Graphs and immunoblot analyses depict ASB3 expression in UC and CD patients, DSS-treated mice, and organoids. Includes mRNA fold changes, protein levels, fluorescence in HT-29 cells, and IHC in control and IBD tissues with scoring.

Abnormal ASB3 expression levels in IBD patients and mice with DSS-induced colitis. (a) The mRNA expression of ASB3, IL-1β, IL-6, and TNF-α was measured in both UC groups (n = 7) relative to controls. (b) Representative immunoblotting of p-IκBα, IκBα, ASB3, villin, EpCAM, and β-actin protein expression in UC. (c) The mRNA expression of ASB3, IL-1β, IL-6, and TNF-α was measured in both CD groups (n = 5) relative to controls. (d) Representative immunoblotting of p-IκBα, IκBα, ASB3, villin, EpCAM, and β-actin protein expression in CD. (e) The expression of p-IκBα, IκBα, ASB3, and β-actin proteins in the colons of DSS-treated or untreated mice was detected by Western blotting. (f) The mRNA expression levels of ASB3 in the colons of DSS-treated or untreated mice were determined by quantitative real-time RT-PCR (qPCR) assay. (g) The expression of p-IκBα, IκBα, ASB3, and β-actin proteins in TNF-α-treated or untreated organoids was detected by Western blotting. (h) The mRNA expression levels of ASB3 in the organoids of TNF-α-treated or untreated mice were determined by qPCR assay. (i) HT-29 cells were treated with TNF-α (150 ng/mL) for 12 h and then stained with indicated antibody and secondary antibody.
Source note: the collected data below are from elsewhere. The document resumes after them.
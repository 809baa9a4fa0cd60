use anyhow::anyhow;

use crate::configuration::get_configuration;
use crate::database::migrate_database;
use crate::routes::admin_user::utils::grant_admin_role;
use crate::routes::auth::utils::PgProfileStore;

#[tracing::instrument(name = "Run custom command")]
pub async fn run_custom_commands(args: Vec<String>) -> Result<(), anyhow::Error> {
    if args.len() < 2 {
        eprintln!("Invalid command. Please provide a valid command.");
        return Ok(());
    }
    let command = args[1].as_str();
    let configuration = get_configuration()?;

    match command {
        "migrate" => {
            migrate_database(&configuration.database).await?;
            tracing::info!("Migrations applied");
        }
        "grant_admin" => {
            let phone_number = args
                .get(2)
                .ok_or_else(|| anyhow!("Usage: grant_admin <phone_number>"))?;
            let pool = migrate_database(&configuration.database).await?;
            let store = PgProfileStore::new(pool);
            let profile = grant_admin_role(&store, phone_number)
                .await
                .map_err(|e| anyhow!(e.to_string()))?;
            tracing::info!(profile_id = %profile.id, "{} is now an admin", profile.phone_number);
        }
        _ => {
            eprintln!("Unknown command: {}. Please use a valid command.", command);
        }
    }

    Ok(())
}
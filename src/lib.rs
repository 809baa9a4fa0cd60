pub mod commands;
pub mod configuration;
pub mod constants;
pub mod database;
pub mod domain;
pub mod errors;
pub mod general_utils;
pub mod identity_client;
pub mod openapi;
pub mod routes;
pub mod schemas;
pub mod startup;
pub mod storage_client;
pub mod telemetry;
mod tests;
use actix_web::dev::Payload;
use actix_web::web::Json;
use actix_web::{FromRequest, HttpRequest};
use futures::future::LocalBoxFuture;
use serde::Deserialize;
use utoipa::ToSchema;

use super::errors::AdminUserError;

#[derive(Debug, Deserialize, ToSchema)]
pub struct GrantAdminRequest {
    /// International format, e.g. `+919876543210`.
    pub phone_number: String,
}

impl FromRequest for GrantAdminRequest {
    type Error = AdminUserError;
    type Future = LocalBoxFuture<'static, Result<Self, Self::Error>>;

    fn from_request(req: &HttpRequest, payload: &mut Payload) -> Self::Future {
        let fut = Json::<Self>::from_request(req, payload);

        Box::pin(async move {
            match fut.await {
                Ok(json) => Ok(json.into_inner()),
                Err(e) => Err(AdminUserError::ValidationError(e.to_string())),
            }
        })
    }
}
The nuclei were stained by DAPI. Scale bars, 50 µm. (j) Representative IHC staining and quantification of ASB3 in colon tissues collected from IBD patients. Scale bars, 50 µm. P values less than 0.05 were considered statistically significant (*P < 0.05, **P < 0.01, ***P < 0.001, and ****P < 0.0001) in panels a and c by paired Student’s t test and in panels c, f, h, and j by unpaired Student’s t test.